Gerry Keon showed some of my work to Francis Kyle, who, in 1998 became my main artistic agent, continuing so until the closure of his gallery in 2014. As well as solo shows, Francis curated a number of imaginative group exhibitions around literary themes, to which all his artists were invited to contribute. The first of these in which I participated was ‘The Art of Memory’ on the subject of Marcel Proust. In connection with Francis’ themed exhibitions I researched Lampedusa’s The Leopard, studied T. S. Eliot’s Four Quartets and a range of other literature, as well as making related trips to Sicily, The Somme, or Little Gidding, all intrinsically rewarding.

I am not a ‘literary’ painter, and certainly not an illustrator, but I read all seven volumes of Marcel Proust’s À la recherche du temps perdu, (or rather ‘In Search of Lost Time’) and for Kyle’s exhibition ‘The Art of Memory’ in 2000 contributed six canvases, all painted in places related to the book which were coincidentally not far from our Normandy property. The railway, about which Marcel fantasises in book one, and by which he travels to the fictional seaside town of Balbec in book two, is based on the single track which traverses Les Bouillons estate in a deep cutting, very near the scene of my painting ‘Herbe folle’. (For more notes on the significance of Les Bouillons click here: ACROSS THE FIELDS. )

< My first Solo exhibition at The Francis Kyle Gallery. Francis Kyle with Eleanor Pearce >

Despite Francis’ liking for literary subjects, I felt increasingly that my real subject was to do with the present passage of time, and any subtexts to my paintings, particularly the all-important implication of photosynthesis, were scientific, ecological, and topically relevant to climate change.

And yet I am indebted to Frances Kyle, not only for facilitating an artistic career late in life but for introducing me to the works of Marcel Proust – literary art of an unparalleled quality….

I continued to paint in Jacky’s garden, which backs on to Alexandra Park, in North London, and also in locations in France, including Normandy and the Eastern Pyrenees.

At one of Gerry Keon’s private views at Francis Kyle’s Gallery, I met up with some more former fellow students, and was, once again, impressed at the stubborn survival of their creativity across the decades.

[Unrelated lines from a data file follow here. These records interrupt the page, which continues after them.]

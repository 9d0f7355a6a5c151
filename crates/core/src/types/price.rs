//! Type-safe price representation using decimal arithmetic.
//!
//! The marketplace trades in a single currency (naira), so a price is just a
//! non-negative amount with at most two decimal places.

use core::fmt;
use core::str::FromStr;

use rust_decimal::Decimal;
use serde::{Deserialize, Serialize};

/// Errors that can occur when constructing a [`Price`].
#[derive(thiserror::Error, Debug, Clone, PartialEq, Eq)]
pub enum PriceError {
    #[error("price cannot be negative")]
    Negative,
    #[error("price is not a valid decimal number")]
    Invalid,
}

/// A non-negative amount, rounded to two decimal places.
#[derive(Debug, Clone, Copy, PartialEq, Eq, PartialOrd, Ord, Hash, Serialize, Deserialize)]
#[serde(try_from = "Decimal", into = "Decimal")]
pub struct Price(Decimal);

impl Price {
    /// A zero price.
    pub const ZERO: Self = Self(Decimal::ZERO);

    /// Create a price from a decimal amount.
    ///
    /// # Errors
    ///
    /// Returns [`PriceError::Negative`] for amounts below zero.
    pub fn new(amount: Decimal) -> Result<Self, PriceError> {
        if amount.is_sign_negative() && !amount.is_zero() {
            return Err(PriceError::Negative);
        }
        Ok(Self(amount.round_dp(2)))
    }

    /// The underlying amount.
    #[must_use]
    pub const fn amount(&self) -> Decimal {
        self.0
    }

    /// Price multiplied by a quantity.
    #[must_use]
    pub fn times(&self, quantity: u32) -> Decimal {
        self.0 * Decimal::from(quantity)
    }
}

impl TryFrom<Decimal> for Price {
    type Error = PriceError;

    fn try_from(value: Decimal) -> Result<Self, Self::Error> {
        Self::new(value)
    }
}

impl From<Price> for Decimal {
    fn from(price: Price) -> Self {
        price.0
    }
}

impl FromStr for Price {
    type Err = PriceError;

    fn from_str(s: &str) -> Result<Self, Self::Err> {
        let amount = Decimal::from_str(s.trim()).map_err(|_| PriceError::Invalid)?;
        Self::new(amount)
    }
}

impl fmt::Display for Price {
    fn fmt(&self, f: &mut fmt::Formatter<'_>) -> fmt::Result {
        write!(f, "{:.2}", self.0)
    }
}

#[cfg(feature = "postgres")]
impl sqlx::Type<sqlx::Postgres> for Price {
    fn type_info() -> sqlx::postgres::PgTypeInfo {
        <Decimal as sqlx::Type<sqlx::Postgres>>::type_info()
    }

    fn compatible(ty: &sqlx::postgres::PgTypeInfo) -> bool {
        <Decimal as sqlx::Type<sqlx::Postgres>>::compatible(ty)
    }
}

#[cfg(feature = "postgres")]
impl<'r> sqlx::Decode<'r, sqlx::Postgres> for Price {
    fn decode(value: sqlx::postgres::PgValueRef<'r>) -> Result<Self, sqlx::error::BoxDynError> {
        let amount = <Decimal as sqlx::Decode<sqlx::Postgres>>::decode(value)?;
        Ok(Self::new(amount)?)
    }
}

#[cfg(feature = "postgres")]
impl sqlx::Encode<'_, sqlx::Postgres> for Price {
    fn encode_by_ref(
        &self,
        buf: &mut sqlx::postgres::PgArgumentBuffer,
    ) -> Result<sqlx::encode::IsNull, sqlx::error::BoxDynError> {
        <Decimal as sqlx::Encode<sqlx::Postgres>>::encode_by_ref(&self.0, buf)
    }
}

#[cfg(test)]
#[allow(clippy::unwrap_used)]
mod tests {
    use super::*;

    #[test]
    fn test_rejects_negative() {
        assert_eq!(Price::new(Decimal::new(-1, 0)), Err(PriceError::Negative));
    }

    #[test]
    fn test_zero_is_valid() {
        assert_eq!(Price::new(Decimal::ZERO).unwrap(), Price::ZERO);
    }

    #[test]
    fn test_rounds_to_two_places() {
        let price: Price = "1500.456".parse().unwrap();
        assert_eq!(price.amount(), Decimal::new(150_046, 2));
        assert_eq!(price.to_string(), "1500.46");
    }

    #[test]
    fn test_parse_garbage() {
        assert_eq!("ten naira".parse::<Price>(), Err(PriceError::Invalid));
    }

    #[test]
    fn test_times_quantity() {
        let price: Price = "250.50".parse().unwrap();
        assert_eq!(price.times(3), Decimal::new(75_150, 2));
    }

    #[test]
    fn test_deserialize_rejects_negative_string() {
        assert!(serde_json::from_str::<Price>("\"-5.00\"").is_err());
        let ok: Price = serde_json::from_str("\"5.00\"").unwrap();
        assert_eq!(ok.to_string(), "5.00");
    }
}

This led me to curate the ‘Old Contemporaries’ exhibition at the Islington Arts Factory in 2011. All the contributing artists had impressed me one way or another, and in some cases I was bringing to light works never before publicly exhibited, such as Clement Griffith’s 4’x6′ pencil drawing ‘Going North’, or Tim Wilson’s series of self-portraits. Clement’s drawing, like Gerry’s works, had emerged, as it were, under its own impetus from imagination and memory, whereas Tim’s auto-portraits were the product of intense but dispassionate observation.

Click on these links for more about the artists in this exhibition: https://oldcontemporaries.com/2019/01/22/old-contemporaries/ https://oldcontemporaries.com/confreres-and-consoeurs/

One of my most recent paintings of Jackie’s garden was ‘The Path Half Lost’, otherwise simply called ‘The Path’. I painted it for another themed exhibition at the Francis Kyle Gallery, ‘This Twittering World’ on the subject of T. S. Eliot’s Four Quartets. Even though worked from direct observation on site, and therefore a record of a very particular experience, the painting, like Eliot’s poetry, has many resonances, ranging from my involvement with the hidden pathways of Cabala to the vivid glow of childhood recollections, set against the sombre aftermath of the Second World War.

As a child – indeed until I was ren or eleven – I had played at the edges of my father’s allotment, or on the bomb sites which nature had regenerated with such reassuring biodiversity. Though there are few parallels in poetry to T. S. Eliot’s tone of meditative soliloquy in his Four Quartets, painting surely follows a similar quest for the intersection of time and the timeless.